#### Exercise prompt:
Take the line containing "self.success_count += 1;" and all lines after it to the end of the records, and output them exactly.

=== Begin Enclosure ===

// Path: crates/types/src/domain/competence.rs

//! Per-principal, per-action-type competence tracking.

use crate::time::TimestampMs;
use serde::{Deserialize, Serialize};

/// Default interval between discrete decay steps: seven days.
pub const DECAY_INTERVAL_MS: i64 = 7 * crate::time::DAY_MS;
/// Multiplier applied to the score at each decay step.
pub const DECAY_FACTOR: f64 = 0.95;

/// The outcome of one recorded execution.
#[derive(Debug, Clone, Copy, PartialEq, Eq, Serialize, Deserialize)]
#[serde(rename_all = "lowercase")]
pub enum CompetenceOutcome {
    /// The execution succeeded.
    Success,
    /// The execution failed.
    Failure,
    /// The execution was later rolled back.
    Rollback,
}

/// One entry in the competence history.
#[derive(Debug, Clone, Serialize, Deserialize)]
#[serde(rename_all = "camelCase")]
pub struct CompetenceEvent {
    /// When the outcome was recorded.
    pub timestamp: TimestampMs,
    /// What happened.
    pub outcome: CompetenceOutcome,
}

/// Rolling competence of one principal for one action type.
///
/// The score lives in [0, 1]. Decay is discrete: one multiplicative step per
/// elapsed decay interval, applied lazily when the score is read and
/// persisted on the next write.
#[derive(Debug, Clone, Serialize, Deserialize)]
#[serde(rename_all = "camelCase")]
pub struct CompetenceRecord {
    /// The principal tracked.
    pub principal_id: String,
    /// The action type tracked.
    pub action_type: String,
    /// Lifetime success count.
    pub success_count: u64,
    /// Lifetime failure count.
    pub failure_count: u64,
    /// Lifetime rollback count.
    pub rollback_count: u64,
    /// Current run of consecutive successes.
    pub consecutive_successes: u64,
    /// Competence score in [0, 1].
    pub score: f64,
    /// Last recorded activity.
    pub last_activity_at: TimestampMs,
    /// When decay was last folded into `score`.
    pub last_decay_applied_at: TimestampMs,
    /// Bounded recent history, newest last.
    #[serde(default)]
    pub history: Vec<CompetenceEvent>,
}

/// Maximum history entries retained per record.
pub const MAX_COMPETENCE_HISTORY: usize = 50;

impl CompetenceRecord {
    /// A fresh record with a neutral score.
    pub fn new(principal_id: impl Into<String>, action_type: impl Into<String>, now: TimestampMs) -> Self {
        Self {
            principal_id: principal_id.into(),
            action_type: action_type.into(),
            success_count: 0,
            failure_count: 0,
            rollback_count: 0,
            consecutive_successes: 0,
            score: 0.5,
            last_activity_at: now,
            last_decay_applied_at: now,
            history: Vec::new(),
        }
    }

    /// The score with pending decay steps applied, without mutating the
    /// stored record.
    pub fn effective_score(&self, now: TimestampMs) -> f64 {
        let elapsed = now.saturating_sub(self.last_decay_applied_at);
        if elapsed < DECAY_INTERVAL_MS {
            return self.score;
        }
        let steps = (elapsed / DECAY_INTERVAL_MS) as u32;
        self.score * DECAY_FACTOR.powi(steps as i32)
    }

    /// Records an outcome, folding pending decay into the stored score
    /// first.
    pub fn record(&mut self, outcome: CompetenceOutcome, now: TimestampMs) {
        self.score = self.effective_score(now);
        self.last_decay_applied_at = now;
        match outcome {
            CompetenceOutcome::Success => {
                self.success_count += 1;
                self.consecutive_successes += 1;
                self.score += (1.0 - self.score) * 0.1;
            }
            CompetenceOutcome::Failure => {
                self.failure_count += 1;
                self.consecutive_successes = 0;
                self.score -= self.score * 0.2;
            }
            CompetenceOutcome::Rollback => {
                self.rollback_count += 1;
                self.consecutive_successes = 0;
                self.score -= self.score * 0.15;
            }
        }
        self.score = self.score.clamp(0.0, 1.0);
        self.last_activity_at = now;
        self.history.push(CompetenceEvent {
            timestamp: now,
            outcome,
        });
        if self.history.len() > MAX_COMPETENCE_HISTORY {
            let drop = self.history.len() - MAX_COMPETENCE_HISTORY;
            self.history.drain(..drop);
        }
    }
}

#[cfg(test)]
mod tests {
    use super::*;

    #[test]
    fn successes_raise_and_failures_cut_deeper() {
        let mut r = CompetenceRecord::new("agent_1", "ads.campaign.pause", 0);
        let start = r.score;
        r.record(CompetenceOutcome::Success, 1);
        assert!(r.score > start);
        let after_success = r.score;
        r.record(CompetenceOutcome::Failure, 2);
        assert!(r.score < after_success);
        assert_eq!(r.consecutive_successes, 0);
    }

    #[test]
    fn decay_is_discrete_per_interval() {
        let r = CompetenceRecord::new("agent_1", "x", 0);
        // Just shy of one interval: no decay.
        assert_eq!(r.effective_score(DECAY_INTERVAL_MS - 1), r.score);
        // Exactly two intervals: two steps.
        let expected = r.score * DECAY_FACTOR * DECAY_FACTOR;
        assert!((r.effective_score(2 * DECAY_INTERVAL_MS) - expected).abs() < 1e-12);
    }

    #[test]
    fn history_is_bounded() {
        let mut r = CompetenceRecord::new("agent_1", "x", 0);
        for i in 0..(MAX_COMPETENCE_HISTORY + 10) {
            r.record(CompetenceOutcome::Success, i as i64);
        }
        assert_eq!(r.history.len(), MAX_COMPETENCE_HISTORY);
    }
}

=== End Enclosure ===

#### Your solution:
                self.success_count += 1;
                self.consecutive_successes += 1;
                self.score += (1.0 - self.score) * 0.1;
            }
            CompetenceOutcome::Failure => {
                self.failure_count += 1;
                self.consecutive_successes = 0;
                self.score -= self.score * 0.2;
            }
            CompetenceOutcome::Rollback => {
                self.rollback_count += 1;
                self.consecutive_successes = 0;
                self.score -= self.score * 0.15;
            }
        }
        self.score = self.score.clamp(0.0, 1.0);
        self.last_activity_at = now;
        self.history.push(CompetenceEvent {
            timestamp: now,
            outcome,
        });
        if self.history.len() > MAX_COMPETENCE_HISTORY {
            let drop = self.history.len() - MAX_COMPETENCE_HISTORY;
            self.history.drain(..drop);
        }
    }
}

#[cfg(test)]
mod tests {
    use super::*;

    #[test]
    fn successes_raise_and_failures_cut_deeper() {
        let mut r = CompetenceRecord::new("agent_1", "ads.campaign.pause", 0);
        let start = r.score;
        r.record(CompetenceOutcome::Success, 1);
        assert!(r.score > start);
        let after_success = r.score;
        r.record(CompetenceOutcome::Failure, 2);
        assert!(r.score < after_success);
        assert_eq!(r.consecutive_successes, 0);
    }

    #[test]
    fn decay_is_discrete_per_interval() {
        let r = CompetenceRecord::new("agent_1", "x", 0);
        // Just shy of one interval: no decay.
        assert_eq!(r.effective_score(DECAY_INTERVAL_MS - 1), r.score);
        // Exactly two intervals: two steps.
        let expected = r.score * DECAY_FACTOR * DECAY_FACTOR;
        assert!((r.effective_score(2 * DECAY_INTERVAL_MS) - expected).abs() < 1e-12);
    }

    #[test]
    fn history_is_bounded() {
        let mut r = CompetenceRecord::new("agent_1", "x", 0);
        for i in 0..(MAX_COMPETENCE_HISTORY + 10) {
            r.record(CompetenceOutcome::Success, i as i64);
        }
        assert_eq!(r.history.len(), MAX_COMPETENCE_HISTORY);
    }
}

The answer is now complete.